◆ SOURCE MATERIAL
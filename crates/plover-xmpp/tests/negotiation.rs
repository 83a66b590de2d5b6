//! End-to-end stream negotiation over an in-memory transport.

mod common;

use common::{finished, plain_auth, TestOptions, TestServer, STREAM_HEADER};
use plover_xmpp::{Entity, TerminationCause};

#[tokio::test]
async fn test_features_before_authentication() {
    let server = TestServer::start();
    let (mut client, _handle) = server.connect();

    client.send(STREAM_HEADER).await;
    let header = client.read_until("<stream:stream").await;
    assert!(header.starts_with("<?xml version='1.0'?>"));

    let features = client.read_until("</stream:features>").await;
    assert!(features.contains("from='example.com'"));
    assert!(features.contains("<mechanism>PLAIN</mechanism>"));
    assert!(!features.contains("starttls"));
}

#[tokio::test]
async fn test_full_negotiation_and_close() {
    let server = TestServer::start();
    let (mut client, handle) = server.login("alice", "phone").await;
    assert!(server
        .server
        .resources()
        .is_bound(&Entity::parse("alice@example.com/phone").unwrap()));

    client
        .send("<iq type='set' id='sess_1'><session xmlns='urn:ietf:params:xml:ns:xmpp-session'/></iq>")
        .await;
    let reply = client.read_until("id='sess_1'").await;
    assert!(reply.contains("<iq type='result'"));

    client.send("</stream:stream>").await;
    assert!(client.read_to_end().await.contains("</stream:stream>"));
    finished(handle).await.unwrap();

    assert_eq!(server.listener.causes(), vec![TerminationCause::PeerInitiated]);
    assert!(server.server.resources().is_empty());
}

#[tokio::test]
async fn test_message_before_auth_is_policy_violation() {
    let server = TestServer::with(TestOptions {
        relay: true,
        ..Default::default()
    });
    let (mut bob, _bob_handle) = server.login("bob", "laptop").await;

    let (mut client, handle) = server.connect();
    client.open_stream().await;
    client
        .send("<message to='bob@example.com/laptop' type='chat'><body>early</body></message>")
        .await;

    let rest = client.read_to_end().await;
    assert!(rest.contains("<stream:error><not-authorized xmlns='urn:ietf:params:xml:ns:xmpp-streams'/></stream:error>"));
    assert!(rest.ends_with("</stream:stream>"));
    finished(handle).await.unwrap();
    assert_eq!(server.listener.causes(), vec![TerminationCause::PolicyViolation]);

    // The relay never saw the message.
    bob.send("<iq type='get' id='ping_1' to='example.com'><ping xmlns='urn:xmpp:ping'/></iq>")
        .await;
    let next = bob.read_until("id='ping_1'").await;
    assert!(!next.contains("early"));
}

#[tokio::test]
async fn test_byte_at_a_time_negotiation() {
    let server = TestServer::start();
    let (mut client, _handle) = server.connect();

    client.send_chunked(STREAM_HEADER, 1).await;
    client.read_until("</stream:features>").await;

    client.send_chunked(&plain_auth("alice", "secret"), 1).await;
    client.read_until("<success").await;
    client.open_stream().await;

    client
        .send_chunked(
            "<iq type='set' id='bind_1'><bind xmlns='urn:ietf:params:xml:ns:xmpp-bind'>\
             <resource>caf\u{e9}</resource></bind></iq>",
            1,
        )
        .await;
    let reply = client.read_until("</iq>").await;
    assert!(reply.contains("<jid>alice@example.com/caf\u{e9}</jid>"));
}

#[tokio::test]
async fn test_auth_attempts_exhausted() {
    let server = TestServer::start();
    let (mut client, handle) = server.connect();
    client.open_stream().await;

    for _ in 0..2 {
        client.send(&plain_auth("alice", "wrong")).await;
        let failure = client.read_until("</failure>").await;
        assert!(failure.contains("<not-authorized/>"));
    }
    client.send(&plain_auth("alice", "wrong")).await;

    let rest = client.read_to_end().await;
    assert!(rest.contains("<not-authorized xmlns='urn:ietf:params:xml:ns:xmpp-streams'/>"));
    finished(handle).await.unwrap();
    assert_eq!(server.listener.causes(), vec![TerminationCause::PolicyViolation]);
}

#[tokio::test]
async fn test_resource_conflict_generates_resource() {
    let server = TestServer::start();
    let (_first, _first_handle) = server.login("alice", "phone").await;

    let (mut second, _second_handle) = server.connect();
    second.open_stream().await;
    second.authenticate("alice", "secret").await;
    let jid = second.bind(Some("phone")).await;

    assert!(jid.starts_with("alice@example.com/plover-test-"));
    assert_eq!(server.server.resources().len(), 2);
}

#[tokio::test]
async fn test_bind_without_resource() {
    let server = TestServer::start();
    let (mut client, _handle) = server.connect();
    client.open_stream().await;
    client.authenticate("bob", "secret").await;

    let jid = client.bind(None).await;
    assert!(jid.starts_with("bob@example.com/plover-test-"));
}

#[tokio::test]
async fn test_malformed_xml_closes_stream() {
    let server = TestServer::start();
    let (mut client, handle) = server.connect();
    client.open_stream().await;

    client.send("<message><body>hi</message>").await;
    let rest = client.read_to_end().await;
    assert!(rest.contains("<not-well-formed xmlns='urn:ietf:params:xml:ns:xmpp-streams'/>"));
    finished(handle).await.unwrap();
    assert_eq!(server.listener.causes(), vec![TerminationCause::Error]);
}

#[tokio::test]
async fn test_stanza_ahead_of_malformed_xml_is_answered() {
    let server = TestServer::start();
    let (mut client, handle) = server.login("alice", "phone").await;

    // One write: a complete ping, then a mismatched end tag.
    client
        .send(
            "<iq type='get' id='ping_7' to='example.com'><ping xmlns='urn:xmpp:ping'/></iq>\
             <message><body>hi</message>",
        )
        .await;
    let rest = client.read_to_end().await;
    let reply = rest.find("id='ping_7'").expect("ping was not answered");
    let error = rest
        .find("<not-well-formed xmlns='urn:ietf:params:xml:ns:xmpp-streams'/>")
        .expect("no stream error");
    assert!(reply < error);
    finished(handle).await.unwrap();
    assert_eq!(server.listener.causes(), vec![TerminationCause::Error]);
}

#[tokio::test]
async fn test_comment_is_restricted_xml() {
    let server = TestServer::start();
    let (mut client, _handle) = server.connect();
    client.open_stream().await;

    client.send("<!-- hello -->").await;
    let rest = client.read_to_end().await;
    assert!(rest.contains("<restricted-xml xmlns='urn:ietf:params:xml:ns:xmpp-streams'/>"));
}

#[tokio::test]
async fn test_wrong_namespace_rejected() {
    let server = TestServer::start();
    let (mut client, _handle) = server.connect();

    client
        .send(
            "<stream:stream xmlns='jabber:server' xmlns:stream='http://etherx.jabber.org/streams' \
             to='example.com' version='1.0'>",
        )
        .await;
    let rest = client.read_to_end().await;
    assert!(rest.contains("<stream:stream"));
    assert!(rest.contains("<invalid-namespace xmlns='urn:ietf:params:xml:ns:xmpp-streams'/>"));
}

#[tokio::test]
async fn test_peer_disconnect_releases_resource() {
    let server = TestServer::start();
    let (client, handle) = server.login("alice", "phone").await;

    drop(client);
    finished(handle).await.unwrap();
    assert_eq!(server.listener.causes(), vec![TerminationCause::PeerInitiated]);
    assert!(server.server.resources().is_empty());
}

#[tokio::test]
async fn test_shutdown_ends_sessions() {
    let server = TestServer::start();
    let (mut client, handle) = server.login("alice", "phone").await;

    server.server.shutdown_token().cancel();
    let rest = client.read_to_end().await;
    assert!(rest.contains("<system-shutdown xmlns='urn:ietf:params:xml:ns:xmpp-streams'/>"));
    assert!(rest.ends_with("</stream:stream>"));
    finished(handle).await.unwrap();

    let terminated = server.listener.terminated.lock().unwrap();
    assert_eq!(terminated.len(), 1);
    assert_eq!(terminated[0].1, TerminationCause::Administrative);
    assert_eq!(
        terminated[0].0.entity,
        Some(Entity::parse("alice@example.com/phone").unwrap())
    );
}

◆ WHAT THE TASK ASKS
What you give back should be the full listing, copied exactly.

◆ REPLY
filename crates/plover-xmpp/tests/negotiation.rs
repository 83a66b590de2d5b6
//! End-to-end stream negotiation over an in-memory transport.

mod common;

use common::{finished, plain_auth, TestOptions, TestServer, STREAM_HEADER};
use plover_xmpp::{Entity, TerminationCause};

#[tokio::test]
async fn test_features_before_authentication() {
    let server = TestServer::start();
    let (mut client, _handle) = server.connect();

    client.send(STREAM_HEADER).await;
    let header = client.read_until("<stream:stream").await;
    assert!(header.starts_with("<?xml version='1.0'?>"));

    let features = client.read_until("</stream:features>").await;
    assert!(features.contains("from='example.com'"));
    assert!(features.contains("<mechanism>PLAIN</mechanism>"));
    assert!(!features.contains("starttls"));
}

#[tokio::test]
async fn test_full_negotiation_and_close() {
    let server = TestServer::start();
    let (mut client, handle) = server.login("alice", "phone").await;
    assert!(server
        .server
        .resources()
        .is_bound(&Entity::parse("alice@example.com/phone").unwrap()));

    client
        .send("<iq type='set' id='sess_1'><session xmlns='urn:ietf:params:xml:ns:xmpp-session'/></iq>")
        .await;
    let reply = client.read_until("id='sess_1'").await;
    assert!(reply.contains("<iq type='result'"));

    client.send("</stream:stream>").await;
    assert!(client.read_to_end().await.contains("</stream:stream>"));
    finished(handle).await.unwrap();

    assert_eq!(server.listener.causes(), vec![TerminationCause::PeerInitiated]);
    assert!(server.server.resources().is_empty());
}

#[tokio::test]
async fn test_message_before_auth_is_policy_violation() {
    let server = TestServer::with(TestOptions {
        relay: true,
        ..Default::default()
    });
    let (mut bob, _bob_handle) = server.login("bob", "laptop").await;

    let (mut client, handle) = server.connect();
    client.open_stream().await;
    client
        .send("<message to='bob@example.com/laptop' type='chat'><body>early</body></message>")
        .await;

    let rest = client.read_to_end().await;
    assert!(rest.contains("<stream:error><not-authorized xmlns='urn:ietf:params:xml:ns:xmpp-streams'/></stream:error>"));
    assert!(rest.ends_with("</stream:stream>"));
    finished(handle).await.unwrap();
    assert_eq!(server.listener.causes(), vec![TerminationCause::PolicyViolation]);

    // The relay never saw the message.
    bob.send("<iq type='get' id='ping_1' to='example.com'><ping xmlns='urn:xmpp:ping'/></iq>")
        .await;
    let next = bob.read_until("id='ping_1'").await;
    assert!(!next.contains("early"));
}

#[tokio::test]
async fn test_byte_at_a_time_negotiation() {
    let server = TestServer::start();
    let (mut client, _handle) = server.connect();

    client.send_chunked(STREAM_HEADER, 1).await;
    client.read_until("</stream:features>").await;

    client.send_chunked(&plain_auth("alice", "secret"), 1).await;
    client.read_until("<success").await;
    client.open_stream().await;

    client
        .send_chunked(
            "<iq type='set' id='bind_1'><bind xmlns='urn:ietf:params:xml:ns:xmpp-bind'>\
             <resource>caf\u{e9}</resource></bind></iq>",
            1,
        )
        .await;
    let reply = client.read_until("</iq>").await;
    assert!(reply.contains("<jid>alice@example.com/caf\u{e9}</jid>"));
}

#[tokio::test]
async fn test_auth_attempts_exhausted() {
    let server = TestServer::start();
    let (mut client, handle) = server.connect();
    client.open_stream().await;

    for _ in 0..2 {
        client.send(&plain_auth("alice", "wrong")).await;
        let failure = client.read_until("</failure>").await;
        assert!(failure.contains("<not-authorized/>"));
    }
    client.send(&plain_auth("alice", "wrong")).await;

    let rest = client.read_to_end().await;
    assert!(rest.contains("<not-authorized xmlns='urn:ietf:params:xml:ns:xmpp-streams'/>"));
    finished(handle).await.unwrap();
    assert_eq!(server.listener.causes(), vec![TerminationCause::PolicyViolation]);
}

#[tokio::test]
async fn test_resource_conflict_generates_resource() {
    let server = TestServer::start();
    let (_first, _first_handle) = server.login("alice", "phone").await;

    let (mut second, _second_handle) = server.connect();
    second.open_stream().await;
    second.authenticate("alice", "secret").await;
    let jid = second.bind(Some("phone")).await;

    assert!(jid.starts_with("alice@example.com/plover-test-"));
    assert_eq!(server.server.resources().len(), 2);
}

#[tokio::test]
async fn test_bind_without_resource() {
    let server = TestServer::start();
    let (mut client, _handle) = server.connect();
    client.open_stream().await;
    client.authenticate("bob", "secret").await;

    let jid = client.bind(None).await;
    assert!(jid.starts_with("bob@example.com/plover-test-"));
}

#[tokio::test]
async fn test_malformed_xml_closes_stream() {
    let server = TestServer::start();
    let (mut client, handle) = server.connect();
    client.open_stream().await;

    client.send("<message><body>hi</message>").await;
    let rest = client.read_to_end().await;
    assert!(rest.contains("<not-well-formed xmlns='urn:ietf:params:xml:ns:xmpp-streams'/>"));
    finished(handle).await.unwrap();
    assert_eq!(server.listener.causes(), vec![TerminationCause::Error]);
}

#[tokio::test]
async fn test_stanza_ahead_of_malformed_xml_is_answered() {
    let server = TestServer::start();
    let (mut client, handle) = server.login("alice", "phone").await;

    // One write: a complete ping, then a mismatched end tag.
    client
        .send(
            "<iq type='get' id='ping_7' to='example.com'><ping xmlns='urn:xmpp:ping'/></iq>\
             <message><body>hi</message>",
        )
        .await;
    let rest = client.read_to_end().await;
    let reply = rest.find("id='ping_7'").expect("ping was not answered");
    let error = rest
        .find("<not-well-formed xmlns='urn:ietf:params:xml:ns:xmpp-streams'/>")
        .expect("no stream error");
    assert!(reply < error);
    finished(handle).await.unwrap();
    assert_eq!(server.listener.causes(), vec![TerminationCause::Error]);
}

#[tokio::test]
async fn test_comment_is_restricted_xml() {
    let server = TestServer::start();
    let (mut client, _handle) = server.connect();
    client.open_stream().await;

    client.send("<!-- hello -->").await;
    let rest = client.read_to_end().await;
    assert!(rest.contains("<restricted-xml xmlns='urn:ietf:params:xml:ns:xmpp-streams'/>"));
}

#[tokio::test]
async fn test_wrong_namespace_rejected() {
    let server = TestServer::start();
    let (mut client, _handle) = server.connect();

    client
        .send(
            "<stream:stream xmlns='jabber:server' xmlns:stream='http://etherx.jabber.org/streams' \
             to='example.com' version='1.0'>",
        )
        .await;
    let rest = client.read_to_end().await;
    assert!(rest.contains("<stream:stream"));
    assert!(rest.contains("<invalid-namespace xmlns='urn:ietf:params:xml:ns:xmpp-streams'/>"));
}

#[tokio::test]
async fn test_peer_disconnect_releases_resource() {
    let server = TestServer::start();
    let (client, handle) = server.login("alice", "phone").await;

    drop(client);
    finished(handle).await.unwrap();
    assert_eq!(server.listener.causes(), vec![TerminationCause::PeerInitiated]);
    assert!(server.server.resources().is_empty());
}

#[tokio::test]
async fn test_shutdown_ends_sessions() {
    let server = TestServer::start();
    let (mut client, handle) = server.login("alice", "phone").await;

    server.server.shutdown_token().cancel();
    let rest = client.read_to_end().await;
    assert!(rest.contains("<system-shutdown xmlns='urn:ietf:params:xml:ns:xmpp-streams'/>"));
    assert!(rest.ends_with("</stream:stream>"));
    finished(handle).await.unwrap();

    let terminated = server.listener.terminated.lock().unwrap();
    assert_eq!(terminated.len(), 1);
    assert_eq!(terminated[0].1, TerminationCause::Administrative);
    assert_eq!(
        terminated[0].0.entity,
        Some(Entity::parse("alice@example.com/phone").unwrap())
    );
}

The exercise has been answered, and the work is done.